• [Work instructions] Every entry should appear in your answer exactly as it does here.
'''
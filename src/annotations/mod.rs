//! Annotation drawing on the frozen selection
//!
//! This module provides:
//! - The layered annotation canvas (base, mosaic and vector overlay surfaces)
//! - Pointer-driven shape construction, undo and export

pub mod canvas;

pub use canvas::{AnnotationCanvas, CanvasSettings};
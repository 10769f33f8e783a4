//! Core application module
//!
//! This module contains:
//! - The capture session tying selection, annotation and export together
//! - The host bridge interface and the local file/clipboard host

pub mod app;
pub mod bridge;

pub use app::CaptureSession;
pub use bridge::{HostBridge, LocalBridge};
'''
• [Written answer]
filename src/annotations/mod.rs
//! Annotation drawing on the frozen selection
//!
//! This module provides:
//! - The layered annotation canvas (base, mosaic and vector overlay surfaces)
//! - Pointer-driven shape construction, undo and export

pub mod canvas;

pub use canvas::{AnnotationCanvas, CanvasSettings};
repository 10769f33f8e783a4
//! Core application module
//!
//! This module contains:
//! - The capture session tying selection, annotation and export together
//! - The host bridge interface and the local file/clipboard host

pub mod app;
pub mod bridge;

pub use app::CaptureSession;
pub use bridge::{HostBridge, LocalBridge};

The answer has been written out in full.